-------- Listed entries

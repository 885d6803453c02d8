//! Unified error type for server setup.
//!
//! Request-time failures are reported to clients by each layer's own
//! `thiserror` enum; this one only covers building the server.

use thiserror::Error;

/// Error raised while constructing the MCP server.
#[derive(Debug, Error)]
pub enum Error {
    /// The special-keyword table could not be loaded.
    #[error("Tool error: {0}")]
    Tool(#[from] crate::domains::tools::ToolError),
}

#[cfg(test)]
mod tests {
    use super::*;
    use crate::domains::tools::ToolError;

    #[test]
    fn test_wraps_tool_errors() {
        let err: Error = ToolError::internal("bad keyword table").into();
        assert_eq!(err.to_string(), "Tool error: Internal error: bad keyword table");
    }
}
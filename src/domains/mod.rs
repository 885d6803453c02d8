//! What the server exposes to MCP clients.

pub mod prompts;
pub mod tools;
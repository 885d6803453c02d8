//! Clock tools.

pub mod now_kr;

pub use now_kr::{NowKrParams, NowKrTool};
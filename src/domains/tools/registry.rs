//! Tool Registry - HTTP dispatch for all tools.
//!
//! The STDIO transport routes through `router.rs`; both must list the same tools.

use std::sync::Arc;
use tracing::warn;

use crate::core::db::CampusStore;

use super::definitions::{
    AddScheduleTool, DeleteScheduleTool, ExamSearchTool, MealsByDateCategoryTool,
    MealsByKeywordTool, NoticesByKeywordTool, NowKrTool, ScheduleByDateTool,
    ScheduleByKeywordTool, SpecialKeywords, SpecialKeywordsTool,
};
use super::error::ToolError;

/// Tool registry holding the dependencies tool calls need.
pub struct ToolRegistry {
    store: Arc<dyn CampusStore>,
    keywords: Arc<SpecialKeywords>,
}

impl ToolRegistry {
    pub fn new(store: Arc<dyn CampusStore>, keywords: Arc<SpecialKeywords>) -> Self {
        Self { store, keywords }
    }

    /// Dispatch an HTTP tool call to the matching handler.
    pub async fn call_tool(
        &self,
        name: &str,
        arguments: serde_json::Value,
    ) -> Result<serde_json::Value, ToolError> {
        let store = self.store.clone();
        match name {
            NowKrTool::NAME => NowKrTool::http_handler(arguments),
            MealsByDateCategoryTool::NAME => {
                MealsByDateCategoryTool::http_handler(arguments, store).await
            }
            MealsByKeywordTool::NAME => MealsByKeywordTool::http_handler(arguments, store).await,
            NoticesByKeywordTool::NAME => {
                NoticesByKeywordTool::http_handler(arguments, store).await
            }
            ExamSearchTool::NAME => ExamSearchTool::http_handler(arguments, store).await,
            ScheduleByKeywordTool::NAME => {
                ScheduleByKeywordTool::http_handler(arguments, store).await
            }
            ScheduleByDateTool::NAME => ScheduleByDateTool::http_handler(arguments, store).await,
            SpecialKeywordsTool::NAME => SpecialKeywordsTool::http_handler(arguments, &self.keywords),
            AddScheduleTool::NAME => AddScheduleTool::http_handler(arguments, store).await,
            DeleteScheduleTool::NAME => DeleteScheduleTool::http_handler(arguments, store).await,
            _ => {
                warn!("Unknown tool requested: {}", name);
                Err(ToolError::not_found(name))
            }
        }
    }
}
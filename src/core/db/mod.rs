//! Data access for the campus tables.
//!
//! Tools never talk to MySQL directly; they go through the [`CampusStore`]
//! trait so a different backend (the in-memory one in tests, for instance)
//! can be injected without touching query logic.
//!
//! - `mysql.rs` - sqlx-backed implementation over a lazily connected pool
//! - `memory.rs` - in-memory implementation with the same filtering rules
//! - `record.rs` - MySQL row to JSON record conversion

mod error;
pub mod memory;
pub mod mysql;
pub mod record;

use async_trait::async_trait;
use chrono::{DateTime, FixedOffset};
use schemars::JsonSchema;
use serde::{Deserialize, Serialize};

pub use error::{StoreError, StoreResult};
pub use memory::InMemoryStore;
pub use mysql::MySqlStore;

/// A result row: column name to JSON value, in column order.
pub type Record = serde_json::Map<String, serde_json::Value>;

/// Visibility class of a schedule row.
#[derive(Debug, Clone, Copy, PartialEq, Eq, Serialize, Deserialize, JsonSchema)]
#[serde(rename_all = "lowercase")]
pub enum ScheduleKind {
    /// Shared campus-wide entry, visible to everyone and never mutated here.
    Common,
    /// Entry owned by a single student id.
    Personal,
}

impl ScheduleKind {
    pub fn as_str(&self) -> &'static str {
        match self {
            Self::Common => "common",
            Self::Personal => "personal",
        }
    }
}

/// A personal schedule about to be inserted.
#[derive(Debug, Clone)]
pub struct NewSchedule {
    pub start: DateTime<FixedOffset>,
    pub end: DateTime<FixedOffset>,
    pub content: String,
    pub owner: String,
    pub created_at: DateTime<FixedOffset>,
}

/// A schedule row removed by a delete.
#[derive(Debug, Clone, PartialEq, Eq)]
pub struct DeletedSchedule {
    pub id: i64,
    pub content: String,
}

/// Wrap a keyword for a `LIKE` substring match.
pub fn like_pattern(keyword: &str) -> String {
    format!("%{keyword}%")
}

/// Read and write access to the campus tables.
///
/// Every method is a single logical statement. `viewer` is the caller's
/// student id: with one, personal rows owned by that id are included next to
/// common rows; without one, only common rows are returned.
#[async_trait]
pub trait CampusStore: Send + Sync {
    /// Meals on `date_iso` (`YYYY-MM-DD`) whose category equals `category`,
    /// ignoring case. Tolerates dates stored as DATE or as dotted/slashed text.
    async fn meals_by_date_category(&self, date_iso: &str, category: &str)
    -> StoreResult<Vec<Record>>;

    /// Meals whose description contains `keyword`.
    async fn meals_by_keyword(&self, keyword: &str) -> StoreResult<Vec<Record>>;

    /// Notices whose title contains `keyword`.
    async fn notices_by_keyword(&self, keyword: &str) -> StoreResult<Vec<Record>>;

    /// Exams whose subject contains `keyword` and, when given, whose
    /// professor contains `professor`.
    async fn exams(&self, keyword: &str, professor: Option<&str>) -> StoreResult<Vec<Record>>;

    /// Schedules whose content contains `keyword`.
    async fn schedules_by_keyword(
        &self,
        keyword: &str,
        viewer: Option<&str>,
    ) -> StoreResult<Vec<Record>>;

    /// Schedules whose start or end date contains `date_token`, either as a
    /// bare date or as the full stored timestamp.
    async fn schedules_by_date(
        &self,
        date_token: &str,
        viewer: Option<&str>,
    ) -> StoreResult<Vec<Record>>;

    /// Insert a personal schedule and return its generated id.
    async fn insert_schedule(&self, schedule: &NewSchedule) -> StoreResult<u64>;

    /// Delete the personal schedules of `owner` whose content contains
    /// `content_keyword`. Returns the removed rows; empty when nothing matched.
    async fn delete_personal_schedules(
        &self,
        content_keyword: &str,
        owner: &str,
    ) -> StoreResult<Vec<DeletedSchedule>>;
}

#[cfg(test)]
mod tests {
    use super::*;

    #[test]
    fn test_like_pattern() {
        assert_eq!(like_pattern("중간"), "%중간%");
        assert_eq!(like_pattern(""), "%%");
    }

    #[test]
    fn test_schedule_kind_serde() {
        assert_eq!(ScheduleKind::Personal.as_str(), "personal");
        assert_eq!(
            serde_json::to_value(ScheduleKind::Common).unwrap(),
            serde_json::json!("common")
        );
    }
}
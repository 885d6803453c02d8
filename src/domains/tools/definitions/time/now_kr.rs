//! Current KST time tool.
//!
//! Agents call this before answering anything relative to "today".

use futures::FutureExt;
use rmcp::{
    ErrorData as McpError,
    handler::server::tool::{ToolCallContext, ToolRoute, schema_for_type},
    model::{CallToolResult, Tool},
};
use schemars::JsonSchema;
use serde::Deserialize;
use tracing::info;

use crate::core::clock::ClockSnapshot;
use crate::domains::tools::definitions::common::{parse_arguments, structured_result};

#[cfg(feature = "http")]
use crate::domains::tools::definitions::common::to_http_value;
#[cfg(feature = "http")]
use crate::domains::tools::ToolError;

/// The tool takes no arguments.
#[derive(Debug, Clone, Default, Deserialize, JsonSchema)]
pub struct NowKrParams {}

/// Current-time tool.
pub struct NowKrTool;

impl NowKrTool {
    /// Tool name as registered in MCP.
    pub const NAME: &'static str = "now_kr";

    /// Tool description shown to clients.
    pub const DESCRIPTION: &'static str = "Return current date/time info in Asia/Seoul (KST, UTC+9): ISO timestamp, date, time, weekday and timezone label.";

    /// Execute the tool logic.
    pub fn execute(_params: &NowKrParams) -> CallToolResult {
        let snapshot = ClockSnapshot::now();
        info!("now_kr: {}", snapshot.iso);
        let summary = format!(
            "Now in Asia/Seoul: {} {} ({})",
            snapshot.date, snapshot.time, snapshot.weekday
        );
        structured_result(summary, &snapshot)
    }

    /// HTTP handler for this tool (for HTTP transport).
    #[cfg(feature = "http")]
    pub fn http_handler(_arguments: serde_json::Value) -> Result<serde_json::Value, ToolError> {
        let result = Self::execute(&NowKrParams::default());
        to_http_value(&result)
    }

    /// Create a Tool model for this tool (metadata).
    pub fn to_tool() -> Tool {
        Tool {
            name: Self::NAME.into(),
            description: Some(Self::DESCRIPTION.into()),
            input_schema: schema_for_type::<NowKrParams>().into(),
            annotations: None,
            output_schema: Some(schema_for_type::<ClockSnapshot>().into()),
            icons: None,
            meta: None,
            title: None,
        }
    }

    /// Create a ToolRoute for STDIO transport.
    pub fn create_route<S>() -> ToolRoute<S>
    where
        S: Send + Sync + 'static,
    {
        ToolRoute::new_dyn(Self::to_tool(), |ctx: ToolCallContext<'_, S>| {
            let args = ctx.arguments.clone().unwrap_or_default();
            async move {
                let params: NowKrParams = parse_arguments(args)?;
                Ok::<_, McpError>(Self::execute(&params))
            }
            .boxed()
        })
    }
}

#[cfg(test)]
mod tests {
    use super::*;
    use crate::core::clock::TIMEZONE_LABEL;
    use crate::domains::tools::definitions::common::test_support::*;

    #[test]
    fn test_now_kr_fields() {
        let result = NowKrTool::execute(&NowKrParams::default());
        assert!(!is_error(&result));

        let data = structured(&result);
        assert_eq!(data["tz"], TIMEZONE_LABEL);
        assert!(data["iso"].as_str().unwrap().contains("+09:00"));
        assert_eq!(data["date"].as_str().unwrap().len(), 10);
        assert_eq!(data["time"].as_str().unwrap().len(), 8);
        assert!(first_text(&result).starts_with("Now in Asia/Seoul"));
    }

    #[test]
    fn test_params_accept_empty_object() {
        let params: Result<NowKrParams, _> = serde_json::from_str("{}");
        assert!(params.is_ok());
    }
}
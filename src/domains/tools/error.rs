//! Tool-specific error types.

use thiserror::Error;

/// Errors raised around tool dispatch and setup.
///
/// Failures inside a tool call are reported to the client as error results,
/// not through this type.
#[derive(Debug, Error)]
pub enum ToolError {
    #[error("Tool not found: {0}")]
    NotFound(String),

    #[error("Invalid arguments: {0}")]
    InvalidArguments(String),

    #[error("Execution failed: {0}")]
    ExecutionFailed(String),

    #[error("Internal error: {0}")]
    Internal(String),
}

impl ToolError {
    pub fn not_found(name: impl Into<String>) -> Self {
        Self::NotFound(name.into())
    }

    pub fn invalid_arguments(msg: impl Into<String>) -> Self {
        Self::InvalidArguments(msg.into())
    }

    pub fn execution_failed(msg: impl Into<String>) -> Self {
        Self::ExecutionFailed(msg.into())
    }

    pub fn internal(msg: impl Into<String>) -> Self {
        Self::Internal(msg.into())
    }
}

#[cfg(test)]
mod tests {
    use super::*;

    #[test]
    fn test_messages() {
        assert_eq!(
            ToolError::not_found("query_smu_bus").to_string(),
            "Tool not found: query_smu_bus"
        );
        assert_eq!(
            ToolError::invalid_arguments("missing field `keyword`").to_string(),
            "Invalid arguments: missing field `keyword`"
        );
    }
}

----------------

__Instructions for the task__.
Starting with the first line of the listing, output each line exactly until you have included the one containing "pub enum Error".

__Exercise solution__.
repository 885d6803453c02d8
//! Unified error type for server setup.
//!
//! Request-time failures are reported to clients by each layer's own
//! `thiserror` enum; this one only covers building the server.

use thiserror::Error;

/// Error raised while constructing the MCP server.
#[derive(Debug, Error)]
pub enum Error {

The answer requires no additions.